The problem → Copy every line below where the string "emails" is found.

(Extracted data entries)
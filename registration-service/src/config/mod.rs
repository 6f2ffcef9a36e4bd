//! Configuration for registration-service.
//!
//! Built once at process start and handed to the gateway adapters, the
//! notification worker and the handlers by reference.

use crate::models::PaymentGatewayKind;
use secrecy::{ExposeSecret, Secret};
use service_core::config as core_config;
use service_core::error::AppError;
use std::env;
use std::str::FromStr;

#[derive(Debug, Clone)]
pub struct RegistrationConfig {
    pub common: core_config::Config,
    pub service_name: String,
    pub log_level: String,
    pub otlp_endpoint: Option<String>,
    pub is_production: bool,
    pub database: DatabaseConfig,
    pub razorpay: RazorpayConfig,
    pub phonepe: PhonePeConfig,
    pub payments: PaymentsConfig,
    pub public: PublicUrlConfig,
    pub smtp: SmtpConfig,
    pub notifications: NotificationQueueConfig,
    pub admin: AdminConfig,
}

#[derive(Debug, Clone, Copy, PartialEq, Eq)]
pub enum StoreBackend {
    Postgres,
    Memory,
}

#[derive(Debug, Clone)]
pub struct DatabaseConfig {
    pub backend: StoreBackend,
    pub url: Secret<String>,
    pub max_connections: u32,
    pub min_connections: u32,
}

#[derive(Debug, Clone)]
pub struct RazorpayConfig {
    pub key_id: String,
    pub key_secret: Secret<String>,
    pub webhook_secret: Secret<String>,
    pub api_base_url: String,
}

#[derive(Debug, Clone)]
pub struct PhonePeConfig {
    pub client_id: String,
    pub client_secret: Secret<String>,
    pub client_version: u32,
    /// Checkout API root, e.g. `https://api.phonepe.com/apis/pg`.
    pub api_base_url: String,
    /// OAuth API root, e.g. `https://api.phonepe.com/apis/identity-manager`.
    pub auth_base_url: String,
    pub callback_username: String,
    pub callback_password: Secret<String>,
}

#[derive(Debug, Clone)]
pub struct PaymentsConfig {
    pub default_gateway: PaymentGatewayKind,
    pub order_expiry_secs: u64,
    pub currency: String,
    /// Reject gateway callbacks outright when callback credentials are missing.
    pub require_callback_auth: bool,
}

#[derive(Debug, Clone)]
pub struct PublicUrlConfig {
    /// Externally reachable base URL of this service (used for gateway redirects).
    pub api_base_url: String,
    /// Base URL of the web frontend (confirmation and retry pages).
    pub frontend_url: String,
}

#[derive(Debug, Clone)]
pub struct SmtpConfig {
    pub host: String,
    pub port: u16,
    pub user: String,
    pub password: Secret<String>,
    pub from_email: String,
    pub from_name: String,
    pub enabled: bool,
}

#[derive(Debug, Clone)]
pub struct NotificationQueueConfig {
    pub queue_size: usize,
    pub max_retry_secs: u64,
}

#[derive(Debug, Clone, Default)]
pub struct AdminConfig {
    pub emails: Vec<String>,
}

impl RazorpayConfig {
    pub fn is_configured(&self) -> bool {
        !self.key_id.is_empty() && !self.key_secret.expose_secret().is_empty()
    }
}

impl PhonePeConfig {
    pub fn is_configured(&self) -> bool {
        !self.client_id.is_empty() && !self.client_secret.expose_secret().is_empty()
    }

    pub fn has_callback_credentials(&self) -> bool {
        !self.callback_username.is_empty() && !self.callback_password.expose_secret().is_empty()
    }
}

impl PaymentsConfig {
    /// Gateway order lifetime, capped at one hour.
    pub fn order_expiry(&self) -> std::time::Duration {
        std::time::Duration::from_secs(self.order_expiry_secs.min(3600))
    }
}

impl PublicUrlConfig {
    pub fn phonepe_redirect_url(&self, merchant_order_id: &str) -> String {
        format!(
            "{}/payments/phonepe/redirect?merchant_order_id={}",
            self.api_base_url.trim_end_matches('/'),
            merchant_order_id
        )
    }

    pub fn confirmation_url(&self, order_ref: &str) -> String {
        format!(
            "{}/registration/success?order={}",
            self.frontend_url.trim_end_matches('/'),
            order_ref
        )
    }

    pub fn retry_url(&self, order_ref: &str, status: &str) -> String {
        format!(
            "{}/registration/payment?order={}&status={}",
            self.frontend_url.trim_end_matches('/'),
            order_ref,
            status
        )
    }
}

impl AdminConfig {
    pub fn is_admin(&self, email: &str) -> bool {
        self.emails.iter().any(|e| e.eq_ignore_ascii_case(email))
    }
}

impl RegistrationConfig {
    pub fn from_env() -> Result<Self, AppError> {
        let common = core_config::Config::load()?;
        let is_prod = env::var("ENVIRONMENT").unwrap_or_else(|_| "dev".to_string()) == "prod";

        let backend = match get_env("STORE_BACKEND", Some("postgres"), false)?.as_str() {
            "memory" if !is_prod => StoreBackend::Memory,
            "memory" => {
                return Err(AppError::ConfigError(anyhow::anyhow!(
                    "STORE_BACKEND=memory is not allowed in production"
                )))
            }
            _ => StoreBackend::Postgres,
        };

        let database_url = if backend == StoreBackend::Postgres {
            get_env("DATABASE_URL", None, is_prod)?
        } else {
            String::new()
        };

        let default_gateway = PaymentGatewayKind::from_str(&get_env(
            "DEFAULT_PAYMENT_GATEWAY",
            Some("RAZORPAY"),
            false,
        )?)
        .map_err(|e| AppError::ConfigError(anyhow::anyhow!(e)))?;

        // Unverified callbacks are only ever tolerated outside production.
        let require_callback_auth = is_prod
            || env::var("REQUIRE_CALLBACK_AUTH")
                .unwrap_or_else(|_| "true".to_string())
                .parse()
                .unwrap_or(true);

        Ok(Self {
            common,
            service_name: env::var("SERVICE_NAME")
                .unwrap_or_else(|_| "registration-service".to_string()),
            log_level: env::var("LOG_LEVEL")
                .unwrap_or_else(|_| "info,registration_service=debug,sqlx=warn".to_string()),
            otlp_endpoint: env::var("OTLP_ENDPOINT").ok().filter(|s| !s.is_empty()),
            is_production: is_prod,
            database: DatabaseConfig {
                backend,
                url: Secret::new(database_url),
                max_connections: env::var("DATABASE_MAX_CONNECTIONS")
                    .ok()
                    .and_then(|s| s.parse().ok())
                    .unwrap_or(10),
                min_connections: env::var("DATABASE_MIN_CONNECTIONS")
                    .ok()
                    .and_then(|s| s.parse().ok())
                    .unwrap_or(2),
            },
            razorpay: RazorpayConfig {
                key_id: get_env("RAZORPAY_KEY_ID", Some(""), is_prod)?,
                key_secret: Secret::new(get_env("RAZORPAY_KEY_SECRET", Some(""), is_prod)?),
                webhook_secret: Secret::new(get_env(
                    "RAZORPAY_WEBHOOK_SECRET",
                    Some(""),
                    is_prod,
                )?),
                api_base_url: get_env(
                    "RAZORPAY_API_BASE_URL",
                    Some("https://api.razorpay.com/v1"),
                    false,
                )?,
            },
            phonepe: PhonePeConfig {
                client_id: get_env("PHONEPE_CLIENT_ID", Some(""), is_prod)?,
                client_secret: Secret::new(get_env("PHONEPE_CLIENT_SECRET", Some(""), is_prod)?),
                client_version: get_env("PHONEPE_CLIENT_VERSION", Some("1"), false)?
                    .parse()
                    .unwrap_or(1),
                api_base_url: get_env(
                    "PHONEPE_API_BASE_URL",
                    Some("https://api-preprod.phonepe.com/apis/pg-sandbox"),
                    false,
                )?,
                auth_base_url: get_env(
                    "PHONEPE_AUTH_BASE_URL",
                    Some("https://api-preprod.phonepe.com/apis/pg-sandbox"),
                    false,
                )?,
                callback_username: get_env("PHONEPE_CALLBACK_USERNAME", Some(""), is_prod)?,
                callback_password: Secret::new(get_env(
                    "PHONEPE_CALLBACK_PASSWORD",
                    Some(""),
                    is_prod,
                )?),
            },
            payments: PaymentsConfig {
                default_gateway,
                order_expiry_secs: get_env("ORDER_EXPIRY_SECS", Some("1800"), false)?
                    .parse()
                    .unwrap_or(1800),
                currency: get_env("PAYMENT_CURRENCY", Some("INR"), false)?,
                require_callback_auth,
            },
            public: PublicUrlConfig {
                api_base_url: get_env("PUBLIC_API_URL", Some("http://localhost:8080"), is_prod)?,
                frontend_url: get_env("FRONTEND_URL", Some("http://localhost:3000"), is_prod)?,
            },
            smtp: SmtpConfig {
                host: get_env("SMTP_HOST", Some("smtp.gmail.com"), false)?,
                port: get_env("SMTP_PORT", Some("587"), false)?
                    .parse()
                    .unwrap_or(587),
                user: get_env("SMTP_USER", Some(""), false)?,
                password: Secret::new(get_env("SMTP_PASSWORD", Some(""), false)?),
                from_email: get_env("SMTP_FROM_EMAIL", Some("noreply@robomania.in"), false)?,
                from_name: get_env("SMTP_FROM_NAME", Some("RoboMania 2025"), false)?,
                enabled: env::var("SMTP_ENABLED")
                    .unwrap_or_else(|_| "false".to_string())
                    .parse()
                    .unwrap_or(false),
            },
            notifications: NotificationQueueConfig {
                queue_size: env::var("NOTIFICATION_QUEUE_SIZE")
                    .ok()
                    .and_then(|s| s.parse().ok())
                    .unwrap_or(1024),
                max_retry_secs: env::var("NOTIFICATION_MAX_RETRY_SECS")
                    .ok()
                    .and_then(|s| s.parse().ok())
                    .unwrap_or(300),
            },
            admin: AdminConfig {
                emails: parse_email_list(&env::var("ADMIN_EMAILS").unwrap_or_default()),
            },
        })
    }
}

fn parse_email_list(raw: &str) -> Vec<String> {
    raw.split(',')
        .map(|s| s.trim().to_lowercase())
        .filter(|s| !s.is_empty())
        .collect()
}

fn get_env(key: &str, default: Option<&str>, is_prod: bool) -> Result<String, AppError> {
    match env::var(key) {
        Ok(val) => Ok(val),
        Err(_) => {
            if is_prod {
                Err(AppError::ConfigError(anyhow::anyhow!(
                    "{} is required in production but not set",
                    key
                )))
            } else if let Some(def) = default {
                Ok(def.to_string())
            } else {
                Err(AppError::ConfigError(anyhow::anyhow!(
                    "{} is required but not set",
                    key
                )))
            }
        }
    }
}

Output →
    pub emails: Vec<String>,
        self.emails.iter().any(|e| e.eq_ignore_ascii_case(email))
                emails: parse_email_list(&env::var("ADMIN_EMAILS").unwrap_or_default()),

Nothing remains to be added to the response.